TASK GOAL: Every line in the data below that includes "failed" belongs in the answer, copied as it stands.

RECORDS SHOWN:
--------------------------------
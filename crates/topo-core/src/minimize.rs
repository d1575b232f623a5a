//! Local minimisation contract and the default bound-constrained L-BFGS driver.

use std::collections::VecDeque;

use serde::{Deserialize, Serialize};

use crate::bounds::Bounds;
use crate::linalg::{axpy, dot, norm, sub};
use crate::Potential;

/// Outcome of a local minimisation.
#[derive(Debug, Clone, PartialEq, Serialize, Deserialize)]
pub struct Minimization {
    /// Final (bounds-clamped) point.
    pub point: Vec<f64>,
    /// Potential value at `point`.
    pub value: f64,
    /// Norm of the projected gradient at `point`.
    pub gradient_norm: f64,
    /// Whether the projected gradient fell below the tolerance.
    pub converged: bool,
    /// Iterations consumed.
    pub iterations: usize,
}

/// Drives a point downhill to a nearby stationary point.
pub trait LocalMinimizer: Send + Sync {
    /// Minimises `potential` starting from `start`.
    fn minimize(&self, potential: &dyn Potential, start: &[f64]) -> Minimization;
}

/// Tunables for [`Lbfgs`].
#[derive(Debug, Clone, PartialEq, Serialize, Deserialize)]
pub struct LbfgsConfig {
    /// Projected gradient norm below which the run is converged.
    #[serde(default = "default_conv_crit")]
    pub conv_crit: f64,
    /// Number of correction pairs kept (quasi-Newton memory).
    #[serde(default = "default_history")]
    pub history: usize,
    /// Iteration budget.
    #[serde(default = "default_max_iterations")]
    pub max_iterations: usize,
    /// Length of the first steepest-descent step.
    #[serde(default = "default_initial_step")]
    pub initial_step: f64,
}

fn default_conv_crit() -> f64 {
    1e-6
}

fn default_history() -> usize {
    10
}

fn default_max_iterations() -> usize {
    1000
}

fn default_initial_step() -> f64 {
    1.0
}

impl Default for LbfgsConfig {
    fn default() -> Self {
        Self {
            conv_crit: default_conv_crit(),
            history: default_history(),
            max_iterations: default_max_iterations(),
            initial_step: default_initial_step(),
        }
    }
}

/// Projected limited-memory BFGS minimiser honouring box bounds.
///
/// Directions come from the two-loop recursion applied to the projected
/// gradient; variables pinned at a face with the gradient pointing outwards
/// are frozen for the iteration. Steps are accepted by an Armijo backtracking
/// search along the projected path.
#[derive(Debug, Clone, Default)]
pub struct Lbfgs {
    config: LbfgsConfig,
}

const ARMIJO: f64 = 1e-4;
const MAX_BACKTRACKS: usize = 40;
const CURVATURE_FLOOR: f64 = 1e-12;

impl Lbfgs {
    /// Creates a minimiser with the given configuration.
    pub fn new(config: LbfgsConfig) -> Self {
        Self { config }
    }

    /// Returns the configuration.
    pub fn config(&self) -> &LbfgsConfig {
        &self.config
    }

    fn direction(
        &self,
        pg: &[f64],
        history: &VecDeque<(Vec<f64>, Vec<f64>, f64)>,
    ) -> Vec<f64> {
        let mut q = pg.to_vec();
        let mut alphas = Vec::with_capacity(history.len());
        for (s, y, rho) in history.iter().rev() {
            let alpha = rho * dot(s, &q);
            axpy(-alpha, y, &mut q);
            alphas.push(alpha);
        }
        match history.back() {
            Some((s, y, _)) => {
                let gamma = dot(s, y) / dot(y, y);
                for v in q.iter_mut() {
                    *v *= gamma;
                }
            }
            None => {
                let scale = (self.config.initial_step / norm(pg).max(f64::EPSILON)).min(1.0);
                for v in q.iter_mut() {
                    *v *= scale;
                }
            }
        }
        for ((s, y, rho), alpha) in history.iter().zip(alphas.iter().rev()) {
            let beta = rho * dot(y, &q);
            axpy(alpha - beta, s, &mut q);
        }
        q.iter().map(|v| -v).collect()
    }
}

/// Gradient with components zeroed where a bound blocks descent.
pub fn projected_gradient(bounds: &Bounds, x: &[f64], gradient: &[f64]) -> Vec<f64> {
    gradient
        .iter()
        .zip(x)
        .zip(bounds.lower().iter().zip(bounds.upper()))
        .map(|((g, xi), (lo, hi))| {
            if (*xi <= *lo && *g > 0.0) || (*xi >= *hi && *g < 0.0) {
                0.0
            } else {
                *g
            }
        })
        .collect()
}

impl LocalMinimizer for Lbfgs {
    fn minimize(&self, potential: &dyn Potential, start: &[f64]) -> Minimization {
        let bounds = potential.bounds();
        let mut x = bounds.clamped(start);
        let (mut f, mut g) = potential.value_and_gradient(&x);
        let mut history: VecDeque<(Vec<f64>, Vec<f64>, f64)> =
            VecDeque::with_capacity(self.config.history);
        let mut pg = projected_gradient(bounds, &x, &g);
        let mut iterations = 0;

        while iterations < self.config.max_iterations {
            if norm(&pg) < self.config.conv_crit {
                break;
            }
            iterations += 1;

            let mut d = self.direction(&pg, &history);
            for (di, pgi) in d.iter_mut().zip(&pg) {
                if *pgi == 0.0 {
                    *di = 0.0;
                }
            }
            if dot(&d, &pg) >= 0.0 {
                history.clear();
                d = self.direction(&pg, &history);
            }

            let mut alpha = 1.0;
            let mut accepted = None;
            for _ in 0..MAX_BACKTRACKS {
                let mut trial = x.clone();
                axpy(alpha, &d, &mut trial);
                bounds.clamp(&mut trial);
                let (f_trial, g_trial) = potential.value_and_gradient(&trial);
                let step = sub(&trial, &x);
                if f_trial <= f + ARMIJO * dot(&g, &step) && f_trial.is_finite() {
                    accepted = Some((trial, f_trial, g_trial, step));
                    break;
                }
                alpha *= 0.5;
            }

            let Some((x_new, f_new, g_new, s)) = accepted else {
                if history.is_empty() {
                    log::debug!("l-bfgs line search stalled after {iterations} iterations");
                    break;
                }
                history.clear();
                continue;
            };

            let step_norm = norm(&s);
            let y = sub(&g_new, &g);
            let sy = dot(&s, &y);
            if sy > CURVATURE_FLOOR * norm(&y).max(1.0) * step_norm {
                if history.len() == self.config.history.max(1) {
                    history.pop_front();
                }
                history.push_back((s, y, 1.0 / sy));
            }
            x = x_new;
            f = f_new;
            g = g_new;
            pg = projected_gradient(bounds, &x, &g);
            if step_norm <= f64::EPSILON * (1.0 + norm(&x)) {
                break;
            }
        }

        let gradient_norm = norm(&pg);
        Minimization {
            point: x,
            value: f,
            gradient_norm,
            converged: gradient_norm < self.config.conv_crit,
            iterations,
        }
    }
}
#![deny(missing_docs)]
#![doc = "Core contracts and shared types for topograph: potentials, bounds, local minimisation, identifiers, errors and deterministic randomness."]

use nalgebra::DMatrix;
use serde::{Deserialize, Serialize};

mod bounds;
pub mod errors;
pub mod functions;
pub mod hessian;
pub mod linalg;
pub mod minimize;
pub mod provenance;
pub mod rng;

pub use bounds::Bounds;
pub use errors::{ErrorInfo, TopoError};
pub use hessian::{curvature, finite_difference_hessian, hessian_at, Curvature};
pub use minimize::{Lbfgs, LbfgsConfig, LocalMinimizer, Minimization};
pub use provenance::{RunProvenance, SchemaVersion};
pub use rng::{derive_substream_seed, RngHandle};

/// Identifier for a minimum stored in a transition network.
#[derive(Debug, Clone, Copy, PartialEq, Eq, PartialOrd, Ord, Hash, Serialize, Deserialize)]
pub struct MinimumId(u64);

impl MinimumId {
    /// Creates a new identifier from its raw integer representation.
    pub fn from_raw(raw: u64) -> Self {
        Self(raw)
    }

    /// Returns the raw integer representation of the identifier.
    pub fn as_raw(&self) -> u64 {
        self.0
    }

    /// Position of the minimum in insertion order.
    pub fn index(&self) -> usize {
        self.0 as usize
    }
}

/// Identifier for a transition state (edge) stored in a transition network.
#[derive(Debug, Clone, Copy, PartialEq, Eq, PartialOrd, Ord, Hash, Serialize, Deserialize)]
pub struct TransitionStateId(u64);

impl TransitionStateId {
    /// Creates a new identifier from its raw integer representation.
    pub fn from_raw(raw: u64) -> Self {
        Self(raw)
    }

    /// Returns the raw integer representation of the identifier.
    pub fn as_raw(&self) -> u64 {
        self.0
    }

    /// Position of the transition state in insertion order.
    pub fn index(&self) -> usize {
        self.0 as usize
    }
}

/// Capability contract for any differentiable surface explored by topograph.
///
/// Test functions, likelihood surfaces and acquisition surfaces all plug in
/// behind the same value/gradient/Hessian operations. Implementations must be
/// `Send + Sync` because landscape generation evaluates them from a worker
/// pool.
pub trait Potential: Send + Sync {
    /// Human readable identifier recorded in manifests.
    fn name(&self) -> &str {
        "potential"
    }

    /// Coordinate bounds of the domain.
    fn bounds(&self) -> &Bounds;

    /// Potential value at `x`.
    fn value(&self, x: &[f64]) -> f64;

    /// Gradient at `x`.
    fn gradient(&self, x: &[f64]) -> Vec<f64>;

    /// Value and gradient in one call; override when both share work.
    fn value_and_gradient(&self, x: &[f64]) -> (f64, Vec<f64>) {
        (self.value(x), self.gradient(x))
    }

    /// Analytic Hessian, when the surface provides one.
    fn hessian(&self, _x: &[f64]) -> Option<DMatrix<f64>> {
        None
    }

    /// Number of coordinates.
    fn dimension(&self) -> usize {
        self.bounds().dimension()
    }
}
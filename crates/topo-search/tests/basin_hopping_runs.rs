use topo_core::functions::{Quadratic, Schwefel};
use topo_core::{Bounds, Lbfgs, Potential, RngHandle};
use topo_network::{KineticTransitionNetwork, SimilarityComparer, SimilarityConfig};
use topo_search::{BasinHopping, BasinHoppingConfig, StepTakerConfig};

fn network_for(potential: &dyn Potential, config: &SimilarityConfig) -> KineticTransitionNetwork {
    KineticTransitionNetwork::new(SimilarityComparer::new(config, potential.bounds()).unwrap())
}

#[test]
fn zero_temperature_walk_never_goes_uphill() {
    let bounds = Bounds::uniform(2, -5.0, 5.0).unwrap();
    let bowl = Quadratic::new(bounds, vec![1.0, -2.0], vec![1.0, 3.0]).unwrap();
    let mut network = network_for(&bowl, &SimilarityConfig::default());
    let hopping = BasinHopping::new(BasinHoppingConfig {
        n_steps: 40,
        temperature: 0.0,
        ..BasinHoppingConfig::default()
    })
    .unwrap();
    let mut rng = RngHandle::from_seed(11);
    let summary = hopping
        .run(&mut network, &bowl, &Lbfgs::default(), Some(&[4.0, 4.0]), &mut rng)
        .unwrap();

    assert_eq!(summary.n_steps, 40);
    assert_eq!(summary.accepted + summary.rejected + summary.invalid, 40);
    assert!(summary
        .accepted_values
        .windows(2)
        .all(|pair| pair[1] <= pair[0]));
    assert_eq!(network.n_minima(), 1);
    let best = summary.best_point.unwrap();
    assert!((best[0] - 1.0).abs() < 1e-4 && (best[1] + 2.0).abs() < 1e-4);
}

#[test]
fn same_seed_gives_same_walk() {
    let schwefel = Schwefel::new(2).unwrap();
    let config = BasinHoppingConfig {
        n_steps: 60,
        temperature: 50.0,
        ..BasinHoppingConfig::default()
    };
    let hopping = BasinHopping::new(config).unwrap();
    let run = |seed| {
        let mut network = network_for(&schwefel, &SimilarityConfig::default());
        let mut rng = RngHandle::from_seed(seed);
        let summary = hopping
            .run(&mut network, &schwefel, &Lbfgs::default(), None, &mut rng)
            .unwrap();
        (summary, topo_network::canonical_hash(&network))
    };
    assert_eq!(run(5), run(5));
}

#[test]
fn schwefel_global_minimum_is_found() {
    let schwefel = Schwefel::new(2).unwrap();
    let similarity = SimilarityConfig {
        distance_criterion: 0.05,
        energy_criterion: 1e-2,
        proportional_distance: true,
    };
    let mut network = network_for(&schwefel, &similarity);
    assert!((network.comparer().distance_criterion() - 50.0).abs() < 1e-9);

    let hopping = BasinHopping::new(BasinHoppingConfig {
        n_steps: 750,
        temperature: 100.0,
        step: StepTakerConfig {
            max_displacement: 0.4,
            proportional: true,
        },
        ..BasinHoppingConfig::default()
    })
    .unwrap();
    let mut rng = RngHandle::from_seed(2024);
    let summary = hopping
        .run(&mut network, &schwefel, &Lbfgs::default(), None, &mut rng)
        .unwrap();

    let target = schwefel.global_minimum_value();
    let lowest = network.global_minimum().unwrap().value;
    assert!(
        (lowest - target).abs() < 0.1,
        "lowest {lowest} vs global {target}"
    );
    assert_eq!(summary.best_value, Some(lowest));
    assert!(network.n_minima() > 5);
}

#[test]
fn adaptive_step_changes_displacement() {
    let bounds = Bounds::uniform(2, -5.0, 5.0).unwrap();
    let bowl = Quadratic::new(bounds, vec![0.0, 0.0], vec![1.0, 1.0]).unwrap();
    let mut network = network_for(&bowl, &SimilarityConfig::default());
    let hopping = BasinHopping::new(BasinHoppingConfig {
        n_steps: 20,
        adjust_interval: 5,
        adjust_factor: 0.5,
        target_acceptance: 0.5,
        ..BasinHoppingConfig::default()
    })
    .unwrap();
    let mut rng = RngHandle::from_seed(3);
    let summary = hopping
        .run(&mut network, &bowl, &Lbfgs::default(), None, &mut rng)
        .unwrap();
    // every trial lands on the single minimum and ties are accepted
    assert_eq!(summary.accepted, 20);
    assert!((summary.final_displacements[0] - 5.0 * 16.0).abs() < 1e-9);
}

#[test]
fn invalid_configs_are_rejected() {
    let bad = BasinHoppingConfig {
        temperature: -1.0,
        ..BasinHoppingConfig::default()
    };
    assert!(BasinHopping::new(bad).is_err());
    let bad = BasinHoppingConfig {
        adjust_interval: 3,
        adjust_factor: 1.5,
        ..BasinHoppingConfig::default()
    };
    assert!(BasinHopping::new(bad).is_err());
}
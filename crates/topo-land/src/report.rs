use std::collections::BTreeMap;

use serde::{Deserialize, Serialize};
use topo_core::MinimumId;
use topo_network::TsInsertion;

/// Counts of transition-state insertion outcomes.
#[derive(Debug, Clone, Default, PartialEq, Eq, Serialize, Deserialize)]
pub struct InsertionCounts {
    /// New edges.
    pub inserted: usize,
    /// Saddles matching a stored transition state.
    pub duplicate: usize,
    /// Distinct saddles joining an already connected pair.
    pub pair_connected: usize,
    /// Saddles whose two sides relaxed into the same stored minimum.
    pub self_loop: usize,
}

impl InsertionCounts {
    pub(crate) fn record(&mut self, outcome: &TsInsertion) {
        match outcome {
            TsInsertion::Inserted(_) => self.inserted += 1,
            TsInsertion::Duplicate(_) => self.duplicate += 1,
            TsInsertion::PairConnected(_) => self.pair_connected += 1,
            TsInsertion::SelfLoop => self.self_loop += 1,
        }
    }
}

/// What one pair search produced.
#[derive(Debug, Clone, PartialEq, Serialize, Deserialize)]
pub struct PairReport {
    /// First endpoint.
    pub a: MinimumId,
    /// Second endpoint.
    pub b: MinimumId,
    /// Whether the band relaxed within its budget.
    pub neb_converged: bool,
    /// Error code when no band could be built for the pair.
    #[serde(default, skip_serializing_if = "Option::is_none")]
    pub band_error: Option<String>,
    /// Path maxima handed to the saddle search.
    pub seeds: usize,
    /// Saddle searches that converged and passed the connection checks.
    pub saddles: usize,
}

/// Outcome of one `generate_landscape` pass.
#[derive(Debug, Clone, Default, PartialEq, Serialize, Deserialize)]
pub struct LandscapeReport {
    /// Per-pair results in candidate order.
    pub pairs: Vec<PairReport>,
    /// Band and saddle search failures keyed by kind or error code.
    pub failures: BTreeMap<String, usize>,
    /// Insertion outcomes of the converged saddles.
    pub insertions: InsertionCounts,
    /// Minima before the pass.
    pub minima_before: usize,
    /// Minima after the pass.
    pub minima_after: usize,
    /// Transition states before the pass.
    pub transition_states_before: usize,
    /// Transition states after the pass.
    pub transition_states_after: usize,
    /// Canonical network hash after the merge.
    pub network_hash: String,
}

impl LandscapeReport {
    /// Number of searches attempted; a pair whose band failed counts once.
    pub fn searches(&self) -> usize {
        self.pairs
            .iter()
            .map(|pair| pair.seeds + usize::from(pair.band_error.is_some()))
            .sum()
    }

    /// Number of failed band and saddle searches.
    pub fn failed(&self) -> usize {
        self.failures.values().sum()
    }
}
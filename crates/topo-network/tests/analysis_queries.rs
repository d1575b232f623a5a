use topo_core::MinimumId;
use topo_network::{KineticTransitionNetwork, SimilarityComparer};

fn id(raw: u64) -> MinimumId {
    MinimumId::from_raw(raw)
}

/// Chain 0-1-2 with barriers 5 and 2, a detour 0-3-2 with barriers 3 and 4,
/// and an isolated minimum 4.
fn landscape() -> KineticTransitionNetwork {
    let mut network =
        KineticTransitionNetwork::new(SimilarityComparer::absolute(0.1, 1e-3, 2).unwrap());
    let values = [0.0, 1.0, -1.0, 0.5, 2.0];
    for (i, value) in values.iter().enumerate() {
        network.add_minimum(&[i as f64 * 10.0, 0.0], *value).unwrap();
    }
    for (k, (a, b, barrier)) in [(0, 1, 5.0), (1, 2, 2.0), (0, 3, 3.0), (3, 2, 4.0)]
        .into_iter()
        .enumerate()
    {
        network
            .add_transition_state(&[k as f64 * 10.0 + 5.0, 1.0], barrier, &[], id(a), id(b))
            .unwrap();
    }
    network
}

#[test]
fn components_and_membership() {
    let network = landscape();
    let components = network.connected_components();
    assert_eq!(components, vec![vec![id(0), id(1), id(2), id(3)], vec![id(4)]]);
    assert_eq!(network.component_of(id(4)).unwrap(), vec![id(4)]);
    assert!(network.component_of(id(42)).is_err());
}

#[test]
fn minimax_barrier_takes_the_lowest_ceiling() {
    let network = landscape();
    assert_eq!(network.minimax_barrier(id(0), id(2)).unwrap(), Some(4.0));
    assert_eq!(network.minimax_barrier(id(1), id(3)).unwrap(), Some(4.0));
    assert_eq!(network.minimax_barrier(id(1), id(2)).unwrap(), Some(2.0));
    assert_eq!(network.minimax_barrier(id(2), id(2)).unwrap(), Some(-1.0));
    assert_eq!(network.minimax_barrier(id(0), id(4)).unwrap(), None);
}

#[test]
fn summary_reports_global_component() {
    let summary = landscape().summary();
    assert_eq!(summary.n_minima, 5);
    assert_eq!(summary.n_transition_states, 4);
    assert_eq!(summary.n_components, 2);
    assert_eq!(summary.global_minimum, Some(id(2)));
    assert_eq!(summary.global_minimum_value, Some(-1.0));
    assert_eq!(summary.global_component_size, 4);
    assert_eq!(summary.lowest_transition_state, Some(2.0));
    assert!((summary.mean_degree - 8.0 / 5.0).abs() < 1e-12);
}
--------------------------------
RESPONSE AREA:
    /// Number of searches attempted; a pair whose band failed counts once.
    /// Number of failed band and saddle searches.
    pub fn failed(&self) -> usize {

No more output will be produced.